Tuesday, December 8, 2015

I Wanna Change the World

I believe I have not posted recently because nothing prominent has been on my mind lately--nothing just jumping out of my soul onto the page. I've been feeling in a "lull" mode just recently, and I guess when I get in that mode I have a hard time sharing my thoughts and ideas. I wrote this poem last January, and my thoughts right now match what I felt then: 


Emotions are a stormy sea in my head,
Salty waves confuse me. 
I feel lost in the noise
I just want silence 
But people need to hear my voice. 


What do I do? 
What do I choose? 
Sometimes I just want to be a normal girl, 
I wanna be a normal girl. 


Somewhere out of nowhere,
Friendship found its way to me. 
Sounds so much better--
But it's getting hard to see. 
Laughter, memories, for a girl to crave,
But is fun what I really want carved on my grave? 

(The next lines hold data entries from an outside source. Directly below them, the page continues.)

//! Little-endian cursor helpers

use std::io::{Cursor, Read, Seek, SeekFrom};

use crate::error::{CgfError, format_err};

pub(crate) type ChunkCursor<'a> = Cursor<&'a [u8]>;

pub(crate) fn read_u8(cursor: &mut ChunkCursor) -> Result<u8, CgfError> {
    let mut buf = [0u8; 1];
    cursor.read_exact(&mut buf)?;
    Ok(buf[0])
}

pub(crate) fn read_u32(cursor: &mut ChunkCursor) -> Result<u32, CgfError> {
    let mut buf = [0u8; 4];
    cursor.read_exact(&mut buf)?;
    Ok(u32::from_le_bytes(buf))
}

pub(crate) fn read_i32(cursor: &mut ChunkCursor) -> Result<i32, CgfError> {
    let mut buf = [0u8; 4];
    cursor.read_exact(&mut buf)?;
    Ok(i32::from_le_bytes(buf))
}

pub(crate) fn read_f32(cursor: &mut ChunkCursor) -> Result<f32, CgfError> {
    let mut buf = [0u8; 4];
    cursor.read_exact(&mut buf)?;
    Ok(f32::from_le_bytes(buf))
}

pub(crate) fn read_f32s<const N: usize>(cursor: &mut ChunkCursor) -> Result<[f32; N], CgfError> {
    let mut out = [0f32; N];
    for value in &mut out {
        *value = read_f32(cursor)?;
    }
    Ok(out)
}

/// Read a count field, rejecting negative values
pub(crate) fn read_count(cursor: &mut ChunkCursor, what: &str) -> Result<usize, CgfError> {
    let count = read_i32(cursor)?;
    usize::try_from(count).map_err(|_| format_err(format!("negative {what} count {count}")))
}

/// Read a fixed-size, NUL-padded string field
pub(crate) fn read_fixed_str(cursor: &mut ChunkCursor, len: usize) -> Result<String, CgfError> {
    let mut buf = vec![0u8; len];
    cursor.read_exact(&mut buf)?;
    let end = buf.iter().position(|&b| b == 0).unwrap_or(len);
    Ok(String::from_utf8_lossy(&buf[..end]).trim().to_string())
}

pub(crate) fn skip(cursor: &mut ChunkCursor, len: u64) -> Result<(), CgfError> {
    let target = cursor.position() + len;
    if target > cursor.get_ref().len() as u64 {
        return Err(CgfError::UnexpectedEof);
    }
    cursor.set_position(target);
    Ok(())
}

pub(crate) fn seek_to(cursor: &mut ChunkCursor, offset: u32) -> Result<(), CgfError> {
    if offset as usize > cursor.get_ref().len() {
        return Err(CgfError::UnexpectedEof);
    }
    cursor.seek(SeekFrom::Start(offset as u64))?;
    Ok(())
}

/// Fail early when `count` records of `stride` bytes cannot fit
pub(crate) fn ensure_remaining(
    cursor: &ChunkCursor,
    count: usize,
    stride: usize,
) -> Result<(), CgfError> {
    let remaining = cursor.get_ref().len().saturating_sub(cursor.position() as usize);
    if count.checked_mul(stride).is_none_or(|needed| needed > remaining) {
        return Err(CgfError::UnexpectedEof);
    }
    Ok(())
}

/// Fresh cursor positioned at a chunk offset
pub(crate) fn cursor_at(data: &[u8], offset: u32) -> Result<ChunkCursor<'_>, CgfError> {
    let mut cursor = Cursor::new(data);
    seek_to(&mut cursor, offset)?;
    Ok(cursor)
}
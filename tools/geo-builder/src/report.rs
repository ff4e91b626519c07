//! Summary of a build run

use std::collections::BTreeSet;
use std::fmt;
use std::time::Duration;

/// What a build produced and what it could not find
///
/// Every mesh name appears in at most one set.
#[derive(Debug, Default, Clone)]
pub struct BuildReport {
    /// Levels that produced a geo file
    pub levels_written: usize,
    /// Records in `geo.mesh`
    pub mesh_records: usize,
    /// Names covered by those records
    pub mesh_names: usize,
    /// Decoded without any collision geometry
    pub empty: BTreeSet<String>,
    /// Demanded but never decoded
    pub missing: BTreeSet<String>,
    /// Demanded as optional and never decoded
    pub missing_optional: BTreeSet<String>,
    /// Decoded but excluded for exceeding the library limits
    pub over_limit: BTreeSet<String>,
    /// Level ids whose level pak could not be parsed or gave nothing to write
    pub levels_without_output: BTreeSet<String>,
    /// Level map entries without a matching folder or level pak
    pub mismatches: Vec<String>,
    pub elapsed: Duration,
}

impl BuildReport {
    /// Record a failed or missing mesh unless it was already recorded
    pub fn add_missing(&mut self, name: String, optional: bool) {
        if self.empty.contains(&name) || self.over_limit.contains(&name) {
            return;
        }
        if optional {
            if !self.missing.contains(&name) {
                self.missing_optional.insert(name);
            }
        } else {
            self.missing_optional.remove(&name);
            self.missing.insert(name);
        }
    }

    /// Log every entry; optional names at info level, the rest as warnings
    pub fn log(&self) {
        for mismatch in &self.mismatches {
            tracing::warn!("{mismatch}");
        }
        for name in &self.empty {
            tracing::info!(mesh = %name, "empty mesh");
        }
        for name in &self.over_limit {
            tracing::warn!(mesh = %name, "mesh exceeds library limits");
        }
        for name in &self.missing_optional {
            tracing::info!(mesh = %name, "optional mesh not found");
        }
        for name in &self.missing {
            tracing::warn!(mesh = %name, "missing mesh");
        }
        for level in &self.levels_without_output {
            tracing::warn!(level = %level, "no geo file written");
        }
        tracing::info!("{self}");
    }
}

impl fmt::Display for BuildReport {
    fn fmt(&self, f: &mut fmt::Formatter<'_>) -> fmt::Result {
        let secs = self.elapsed.as_secs();
        write!(
            f,
            "{} levels, {} meshes ({} names), {} empty, {} missing ({} optional) in {}h {}m {}s",
            self.levels_written,
            self.mesh_records,
            self.mesh_names,
            self.empty.len(),
            self.missing.len(),
            self.missing_optional.len(),
            secs / 3600,
            secs / 60 % 60,
            secs % 60,
        )
    }
}

#[cfg(test)]
mod tests {
    use super::*;

    #[test]
    fn test_missing_recorded_once() {
        let mut report = BuildReport::default();
        report.add_missing("a.cgf".into(), false);
        report.add_missing("a.cgf".into(), false);
        report.add_missing("b.cgf".into(), true);
        report.add_missing("b.cgf".into(), false);
        report.add_missing("a.cgf".into(), true);

        assert_eq!(report.missing.iter().collect::<Vec<_>>(), ["a.cgf", "b.cgf"]);
        assert!(report.missing_optional.is_empty());
    }

    #[test]
    fn test_empty_is_not_missing() {
        let mut report = BuildReport::default();
        report.empty.insert("e.cgf".into());
        report.add_missing("e.cgf".into(), false);
        assert!(report.missing.is_empty());
    }

    #[test]
    fn test_display() {
        let report = BuildReport {
            levels_written: 2,
            mesh_records: 10,
            mesh_names: 12,
            elapsed: Duration::from_secs(3725),
            ..BuildReport::default()
        };
        assert_eq!(
            report.to_string(),
            "2 levels, 10 meshes (12 names), 0 empty, 0 missing (0 optional) in 1h 2m 5s"
        );
    }
}
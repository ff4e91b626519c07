//! Heightmap previews written beside the geo files

use crate::terrain::Terrain;
use anyhow::{Context, Result, bail};
use std::fs::File;
use std::io::BufWriter;
use std::path::{Path, PathBuf};
use std::process::Command;
use std::sync::mpsc::{self, Sender};
use std::thread::{self, JoinHandle};

/// Write a 16-bit grayscale PNG of a square heightmap
///
/// Heights are shifted into the unsigned range; cutouts are black.
pub fn write_heightmap_png(terrain: &Terrain, path: &Path) -> Result<()> {
    let Some(side) = terrain.side() else {
        bail!("heightmap with {} points is not square", terrain.len());
    };

    let mut pixels = Vec::with_capacity(terrain.len() * 2);
    for point in &terrain.points {
        let value = if point.is_cutout() {
            0
        } else {
            (i32::from(point.height) - i32::from(i16::MIN)) as u16
        };
        pixels.extend_from_slice(&value.to_be_bytes());
    }

    let file = File::create(path).with_context(|| format!("Failed to create {}", path.display()))?;
    let mut encoder = png::Encoder::new(BufWriter::new(file), side, side);
    encoder.set_color(png::ColorType::Grayscale);
    encoder.set_depth(png::BitDepth::Sixteen);
    let mut writer = encoder.write_header()?;
    writer.write_image_data(&pixels)?;
    Ok(())
}

/// Run `optimizer` (program plus arguments) on `path`
pub fn optimize(optimizer: &str, path: &Path) -> Result<()> {
    let mut parts = optimizer.split_whitespace();
    let Some(program) = parts.next() else {
        bail!("empty optimizer command");
    };
    let status = Command::new(program)
        .args(parts)
        .arg(path)
        .status()
        .with_context(|| format!("Failed to run {program}"))?;
    if !status.success() {
        bail!("{program} exited with {status}");
    }
    Ok(())
}

/// Background writer for heightmap images
///
/// Runs on its own thread so image encoding overlaps mesh extraction.
pub struct ImageExporter {
    sender: Sender<(String, Terrain)>,
    handle: JoinHandle<usize>,
}

impl ImageExporter {
    pub fn spawn(dir: PathBuf, optimizer: Option<String>) -> Self {
        let (sender, receiver) = mpsc::channel::<(String, Terrain)>();
        let handle = thread::spawn(move || {
            let mut written = 0;
            for (level, terrain) in receiver {
                let path = dir.join(format!("{level}.png"));
                if let Err(e) = write_heightmap_png(&terrain, &path) {
                    tracing::warn!(level = %level, "heightmap image not written: {e:#}");
                    continue;
                }
                written += 1;
                if let Some(optimizer) = &optimizer
                    && let Err(e) = optimize(optimizer, &path)
                {
                    tracing::warn!(image = ?path, "optimizer failed: {e:#}");
                }
            }
            written
        });
        Self { sender, handle }
    }

    pub fn submit(&self, level: &str, terrain: Terrain) {
        if self.sender.send((level.to_string(), terrain)).is_err() {
            tracing::warn!(level, "image writer stopped");
        }
    }

    /// Wait for queued images; returns how many were written
    pub fn finish(self) -> usize {
        drop(self.sender);
        self.handle.join().unwrap_or_else(|_| {
            tracing::error!("image writer panicked");
            0
        })
    }
}
/// Decrypt, inflate and verify one body (extra field followed by data)
fn decode_body(entry: &PakEntry, mut body: Vec<u8>, key: &DecryptKey) -> Result<Vec<u8>, PakError> {
    let mismatch = |reason: String| PakError::IntegrityMismatch {
        name: entry.name.clone(),
        reason,
    };

    let (extra, data) = body.split_at_mut(entry.extra_len as usize);
    key.apply(data, entry.compressed_size);

    let payload = match entry.compression {
        Compression::Store => data.to_vec(),
        Compression::Deflate => {
            // one byte past the declared size is enough to detect overruns
            let limit = entry.uncompressed_size as u64 + 1;
            let mut out = Vec::with_capacity(entry.uncompressed_size as usize);
            DeflateDecoder::new(&data[..])
                .take(limit)
                .read_to_end(&mut out)
                .map_err(|e| mismatch(format!("inflate failed: {e}")))?;
            out
        }
        Compression::Unsupported(method) => {
            return Err(PakError::UnsupportedMethod {
                name: entry.name.clone(),
                method,
            });
        }
    };

    if payload.len() != entry.uncompressed_size as usize {
        return Err(mismatch(format!(
            "decoded {} bytes, expected {}",
            payload.len(),
            entry.uncompressed_size
        )));
    }
    let checksum = crc32(&payload);
    if checksum != entry.crc32 {
        return Err(mismatch(format!(
            "crc32 0x{checksum:08X}, expected 0x{:08X}",
            entry.crc32
        )));
    }

    let mut out = Vec::with_capacity(extra.len() + payload.len());
    out.extend_from_slice(extra);
    out.extend_from_slice(&payload);
    Ok(out)
}
//! Top-level router configuration.
//!
//! # Route Structure
//!
//! - `GET /health` - Health check: DB, memory tier, distributed tier (public)
//! - `/api/*`      - Customer and raw cache endpoints
//!
//! # Middleware
//!
//! - **Tracing** - Structured request/response logging
//! - **Path normalization** - Trailing slash handling

use crate::api;
use crate::api::handlers::health_handler;
use crate::api::middleware::tracing;
use crate::state::AppState;
use axum::Router;
use axum::routing::get;
use tower::Layer;
use tower_http::normalize_path::{NormalizePath, NormalizePathLayer};

/// Constructs the application router with all routes and middleware.
pub fn app_router(state: AppState) -> NormalizePath<Router> {
    let router = Router::new()
        .route("/health", get(health_handler))
        .nest("/api", api::routes::api_routes())
        .with_state(state)
        .layer(tracing::layer());

    NormalizePathLayer::trim_trailing_slash().layer(router)
}
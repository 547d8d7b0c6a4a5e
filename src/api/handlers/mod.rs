//! HTTP request handlers for API endpoints.
//!
//! Each handler module corresponds to a logical grouping of endpoints.

pub mod cache_kv;
pub mod customers;
pub mod health;

pub use cache_kv::{delete_cache_handler, get_cache_handler, set_cache_handler};
pub use customers::{customers_via_memory_handler, customers_via_redis_handler};
pub use health::health_handler;
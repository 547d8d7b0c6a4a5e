use customer_cache::config::{self, Config};
use customer_cache::server;
use tracing_subscriber::EnvFilter;

#[tokio::main]
async fn main() -> anyhow::Result<()> {
    dotenvy::dotenv().ok();

    let config = config::load_from_env()?;

    init_tracing(&config);
    config.print_summary();

    server::run(config).await
}

fn init_tracing(config: &Config) {
    let filter =
        EnvFilter::try_from_default_env().unwrap_or_else(|_| EnvFilter::new(&config.log_level));

    let builder = tracing_subscriber::fmt().with_env_filter(filter);

    if config.log_format == "json" {
        builder.json().init();
    } else {
        builder.init();
    }
}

I want to change the world. 
I'm gonna change the world. 


This poem describes my constant inward battle. I want to be a voice and shout the truth to the whole world. I want to make a difference. I want to change the world. At the same time, I often just want to be a normal girl. Sometimes, like I've been feeling just recently, I don't have anything eager to share. And yet every fiber within me cries to be a part of something bigger--something great. 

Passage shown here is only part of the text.